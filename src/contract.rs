//! Orand provider contract bindings
//!
//! Verifies and publishes epochs against the OrandProviderV3 contract.

use std::future::Future;
use std::str::FromStr;
use std::sync::Arc;
use std::time::Duration;

use alloy::primitives::{Address, Bytes, TxHash, U256};
use alloy::providers::{PendingTransactionBuilder, Provider, ProviderBuilder, RootProvider};
use alloy::signers::local::PrivateKeySigner;
use alloy::sol;
use alloy::rpc::json_rpc::RpcError;
use alloy::transports::http::{Client, Http};
use alloy::transports::{TransportError, TransportErrorKind};
use async_trait::async_trait;
use tracing::{debug, info};

use crate::codec::strip_hex_prefix;
use crate::domain::{
    EcdsaProofSummary, EcvrfProof, EpochReceipt, StructuredProof, VerificationResult,
};
use crate::infra::{OrandError, OrandProvider, ProviderConnector, Result};

/// Hex digits in a 20-byte address
const ADDRESS_DIGITS: usize = 40;

// Generate contract bindings
sol! {
    #[sol(rpc)]
    interface IOrandProviderV3 {
        #[derive(Debug)]
        struct ECVRFProof {
            uint256[2] gamma;
            uint256 c;
            uint256 s;
            uint256 alpha;
            address uWitness;
            uint256[2] cGammaWitness;
            uint256[2] sHashWitness;
            uint256 zInv;
        }

        struct OrandECDSAProof {
            address signer;
            address receiverAddress;
            uint96 receiverEpoch;
            uint256 ecvrfProofDigest;
        }

        function verifyEpoch(bytes memory fraudProof, ECVRFProof memory ecvrfProof)
            external
            view
            returns (
                OrandECDSAProof memory ecdsaProof,
                uint96 currentEpochNumber,
                bool isEpochLinked,
                bool isValidDualProof,
                uint256 currentEpochResult,
                uint256 verifiedEpochResult
            );

        function genesis(bytes memory fraudProof, ECVRFProof memory ecvrfProof)
            external
            returns (bool);

        function publish(address receiverAddress, ECVRFProof memory ecvrfProof)
            external
            returns (bool);
    }
}

// ============================================================================
// ABI conversion
// ============================================================================

/// Decode the normalized ECDSA proof into calldata bytes
pub fn ecdsa_proof_bytes(ecdsa_proof: &str) -> Result<Bytes> {
    hex::decode(strip_hex_prefix(ecdsa_proof))
        .map(Bytes::from)
        .map_err(|e| OrandError::malformed("ecdsaProof", e.to_string()))
}

fn field_element(field: &'static str, value: &str) -> Result<U256> {
    U256::from_str_radix(strip_hex_prefix(value), 16)
        .map_err(|e| OrandError::malformed(field, format!("not a uint256: {e}")))
}

fn field_pair(field: &'static str, values: &[String; 2]) -> Result<[U256; 2]> {
    Ok([
        field_element(field, &values[0])?,
        field_element(field, &values[1])?,
    ])
}

fn witness_address(value: &str) -> Result<Address> {
    let digits = strip_hex_prefix(value);
    if digits.len() > ADDRESS_DIGITS {
        return Err(OrandError::malformed(
            "uWitness",
            format!(
                "expected at most {ADDRESS_DIGITS} hex digits, got {}",
                digits.len()
            ),
        ));
    }
    Address::from_str(&format!("{digits:0>40}"))
        .map_err(|e| OrandError::malformed("uWitness", e.to_string()))
}

/// Convert a normalized ECVRF proof into the contract struct
pub fn to_contract_proof(proof: &EcvrfProof) -> Result<IOrandProviderV3::ECVRFProof> {
    Ok(IOrandProviderV3::ECVRFProof {
        gamma: field_pair("gamma", &proof.gamma)?,
        c: field_element("c", &proof.c)?,
        s: field_element("s", &proof.s)?,
        alpha: field_element("alpha", &proof.alpha)?,
        uWitness: witness_address(&proof.u_witness)?,
        cGammaWitness: field_pair("cGammaWitness", &proof.c_gamma_witness)?,
        sHashWitness: field_pair("sHashWitness", &proof.s_hash_witness)?,
        zInv: field_element("zInv", &proof.z_inv)?,
    })
}

// ============================================================================
// Provider
// ============================================================================

/// Deadlines for outbound calls
#[derive(Debug, Clone, Copy)]
pub struct CallTimeouts {
    /// Connect, verify and submit
    pub call: Duration,
    /// Total wait for a receipt
    pub receipt: Duration,
}

impl Default for CallTimeouts {
    fn default() -> Self {
        Self {
            call: Duration::from_secs(30),
            receipt: Duration::from_secs(120),
        }
    }
}

async fn with_timeout<T, F>(operation: &'static str, after: Duration, fut: F) -> Result<T>
where
    F: Future<Output = Result<T>>,
{
    tokio::time::timeout(after, fut)
        .await
        .map_err(|_| OrandError::Timeout { operation, after })?
}

/// `OrandProvider` backed by an HTTP JSON-RPC connection
pub struct AlloyOrandProvider {
    rpc_url: String,
    address: Address,
    provider: RootProvider<Http<Client>>,
    timeouts: CallTimeouts,
}

impl AlloyOrandProvider {
    /// Open a read connection and check the endpoint answers
    pub async fn connect(rpc_url: &str, address: Address, timeouts: CallTimeouts) -> Result<Self> {
        let provider = ProviderBuilder::new().on_http(
            rpc_url
                .parse()
                .map_err(|e| OrandError::Configuration(format!("Invalid RPC URL: {}", e)))?,
        );

        let chain_id = with_timeout("connect", timeouts.call, async {
            provider
                .get_chain_id()
                .await
                .map_err(|e| OrandError::Transport(format!("Failed to reach {rpc_url}: {e}")))
        })
        .await?;

        info!("Connected to Orand provider {} (chain {})", address, chain_id);

        Ok(Self {
            rpc_url: rpc_url.to_string(),
            address,
            provider,
            timeouts,
        })
    }
}

#[async_trait]
impl OrandProvider for AlloyOrandProvider {
    async fn verify_epoch(&self, proof: &StructuredProof) -> Result<VerificationResult> {
        let contract = IOrandProviderV3::new(self.address, &self.provider);

        let call = contract.verifyEpoch(
            ecdsa_proof_bytes(&proof.ecdsa_proof)?,
            to_contract_proof(&proof.ecvrf_proof)?,
        );

        let result = with_timeout("verifyEpoch", self.timeouts.call, async {
            call.call()
                .await
                .map_err(|e| OrandError::Contract(format!("verifyEpoch failed: {}", e)))
        })
        .await?;

        Ok(VerificationResult {
            ecdsa_proof: EcdsaProofSummary {
                signer: result.ecdsaProof.signer,
                receiver_address: result.ecdsaProof.receiverAddress,
                receiver_epoch: result.ecdsaProof.receiverEpoch.into(),
                ecvrf_proof_digest: result.ecdsaProof.ecvrfProofDigest,
            },
            current_epoch_number: result.currentEpochNumber.into(),
            is_epoch_linked: result.isEpochLinked,
            is_valid_dual_proof: result.isValidDualProof,
            current_epoch_result: result.currentEpochResult,
            verified_epoch_result: result.verifiedEpochResult,
        })
    }

    async fn genesis(
        &self,
        signer: &PrivateKeySigner,
        ecdsa_proof: &str,
        ecvrf_proof: &EcvrfProof,
    ) -> Result<TxHash> {
        let fraud_proof = ecdsa_proof_bytes(ecdsa_proof)?;
        let ecvrf_proof = to_contract_proof(ecvrf_proof)?;

        // Create provider with signer and recommended fillers
        let provider = ProviderBuilder::new()
            .with_recommended_fillers()
            .wallet(alloy::network::EthereumWallet::from(signer.clone()))
            .on_http(
                self.rpc_url
                    .parse()
                    .map_err(|e| OrandError::Configuration(format!("Invalid RPC URL: {}", e)))?,
            );

        let contract = IOrandProviderV3::new(self.address, &provider);
        let tx = contract.genesis(fraud_proof, ecvrf_proof);

        let pending = with_timeout("genesis", self.timeouts.call, async {
            tx.send().await.map_err(|e| {
                OrandError::Submission(format!("Failed to send genesis transaction: {}", e))
            })
        })
        .await?;

        let tx_hash = *pending.tx_hash();
        info!("Genesis transaction sent: {:?}", tx_hash);
        Ok(tx_hash)
    }

    async fn publish(
        &self,
        signer: &PrivateKeySigner,
        consumer: Address,
        ecvrf_proof: &EcvrfProof,
    ) -> Result<TxHash> {
        let ecvrf_proof = to_contract_proof(ecvrf_proof)?;

        let provider = ProviderBuilder::new()
            .with_recommended_fillers()
            .wallet(alloy::network::EthereumWallet::from(signer.clone()))
            .on_http(
                self.rpc_url
                    .parse()
                    .map_err(|e| OrandError::Configuration(format!("Invalid RPC URL: {}", e)))?,
            );

        let contract = IOrandProviderV3::new(self.address, &provider);
        let tx = contract.publish(consumer, ecvrf_proof);

        let pending = with_timeout("publish", self.timeouts.call, async {
            tx.send().await.map_err(|e| {
                OrandError::Submission(format!("Failed to send publish transaction: {}", e))
            })
        })
        .await?;

        let tx_hash = *pending.tx_hash();
        info!("Publish transaction sent: {:?}", tx_hash);
        Ok(tx_hash)
    }

    async fn wait_for_receipt(&self, tx_hash: TxHash) -> Result<EpochReceipt> {
        debug!("Waiting for receipt of {:?}", tx_hash);

        let receipt = PendingTransactionBuilder::new(&self.provider, tx_hash)
            .with_timeout(Some(self.timeouts.receipt))
            .get_receipt()
            .await
            .map_err(|e| receipt_error(e, self.timeouts.receipt))?;

        Ok(EpochReceipt {
            tx_hash,
            block_number: receipt.block_number,
            status: receipt.status(),
        })
    }
}

/// The pending-transaction watcher drops a timed-out transaction, which
/// surfaces as a vanished backend.
fn receipt_error(err: TransportError, after: Duration) -> OrandError {
    match err {
        RpcError::Transport(TransportErrorKind::BackendGone) => OrandError::Timeout {
            operation: "receipt",
            after,
        },
        other => OrandError::Transport(format!("Failed to get receipt: {}", other)),
    }
}

/// Connects `AlloyOrandProvider`s for the publisher registry
#[derive(Debug, Clone, Copy, Default)]
pub struct AlloyConnector {
    timeouts: CallTimeouts,
}

impl AlloyConnector {
    pub fn new(timeouts: CallTimeouts) -> Self {
        Self { timeouts }
    }
}

#[async_trait]
impl ProviderConnector for AlloyConnector {
    async fn connect(
        &self,
        rpc_url: &str,
        provider_address: Address,
    ) -> Result<Arc<dyn OrandProvider>> {
        let provider = AlloyOrandProvider::connect(rpc_url, provider_address, self.timeouts).await?;
        Ok(Arc::new(provider))
    }
}

#[cfg(test)]
mod tests {
    use super::*;

    fn proof_with(c: &str, u_witness: &str) -> EcvrfProof {
        EcvrfProof {
            gamma: ["0x01".to_string(), "0x02".to_string()],
            c: c.to_string(),
            s: "0x0abc".to_string(),
            alpha: "0xff".to_string(),
            u_witness: u_witness.to_string(),
            c_gamma_witness: ["0x03".to_string(), "0x04".to_string()],
            s_hash_witness: ["0x05".to_string(), "0x06".to_string()],
            z_inv: "0x07".to_string(),
        }
    }

    #[test]
    fn test_to_contract_proof_parses_fields() {
        let proof = proof_with("0x10", "0x540af102792020f7f300a3af4ff52af1b71bff69");
        let abi = to_contract_proof(&proof).unwrap();

        assert_eq!(abi.gamma, [U256::from(1u64), U256::from(2u64)]);
        assert_eq!(abi.c, U256::from(16u64));
        assert_eq!(abi.s, U256::from(0xabcu64));
        assert_eq!(abi.alpha, U256::from(255u64));
        assert_eq!(abi.cGammaWitness, [U256::from(3u64), U256::from(4u64)]);
        assert_eq!(abi.sHashWitness, [U256::from(5u64), U256::from(6u64)]);
        assert_eq!(abi.zInv, U256::from(7u64));
        assert_eq!(
            abi.uWitness,
            Address::from_str("0x540AF102792020f7f300a3AF4fF52af1B71BfF69").unwrap()
        );
    }

    #[test]
    fn test_short_witness_address_is_left_padded() {
        let abi = to_contract_proof(&proof_with("0x01", "0x01")).unwrap();
        assert_eq!(abi.uWitness, Address::with_last_byte(1));
    }

    #[test]
    fn test_oversized_witness_address_is_rejected() {
        let err = to_contract_proof(&proof_with("0x01", &format!("0x{}", "1".repeat(42))))
            .unwrap_err();
        assert!(matches!(
            err,
            OrandError::MalformedProof {
                field: "uWitness",
                ..
            }
        ));
    }

    #[test]
    fn test_oversized_scalar_is_rejected() {
        let too_wide = format!("0x01{}", "0".repeat(64));
        let err = to_contract_proof(&proof_with(&too_wide, "0x01")).unwrap_err();
        assert!(matches!(err, OrandError::MalformedProof { field: "c", .. }));
    }

    #[test]
    fn test_ecdsa_proof_bytes() {
        let bytes = ecdsa_proof_bytes("0xdeadbeef").unwrap();
        assert_eq!(&bytes[..], &[0xdeu8, 0xad, 0xbe, 0xef][..]);

        assert!(ecdsa_proof_bytes("0xzz").is_err());
    }

    #[test]
    fn test_default_timeouts() {
        let timeouts = CallTimeouts::default();
        assert_eq!(timeouts.call, Duration::from_secs(30));
        assert!(timeouts.receipt > timeouts.call);
    }

    #[tokio::test]
    async fn test_with_timeout_reports_operation() {
        let err = with_timeout(
            "verifyEpoch",
            Duration::from_millis(10),
            std::future::pending::<Result<()>>(),
        )
        .await
        .unwrap_err();

        match err {
            OrandError::Timeout { operation, after } => {
                assert_eq!(operation, "verifyEpoch");
                assert_eq!(after, Duration::from_millis(10));
            }
            other => panic!("unexpected error: {other}"),
        }
    }

    #[tokio::test]
    async fn test_with_timeout_passes_through_result() {
        let value = with_timeout("genesis", Duration::from_secs(1), async { Ok(7u8) })
            .await
            .unwrap();
        assert_eq!(value, 7);

        let err = with_timeout("genesis", Duration::from_secs(1), async {
            Err::<(), _>(OrandError::Submission("nonce too low".to_string()))
        })
        .await
        .unwrap_err();
        assert!(matches!(err, OrandError::Submission(_)));
    }

    #[test]
    fn test_dropped_receipt_watch_is_timeout() {
        let after = Duration::from_secs(120);

        let err = receipt_error(TransportErrorKind::backend_gone(), after);
        assert!(matches!(
            err,
            OrandError::Timeout {
                operation: "receipt",
                ..
            }
        ));

        let err = receipt_error(TransportErrorKind::custom_str("connection refused"), after);
        assert!(matches!(err, OrandError::Transport(_)));
    }
}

THE TASK
Show each line of the records above containing "verifiedEpochResult".

RESPONSE TO THE EXERCISE
                uint256 verifiedEpochResult
            verified_epoch_result: result.verifiedEpochResult,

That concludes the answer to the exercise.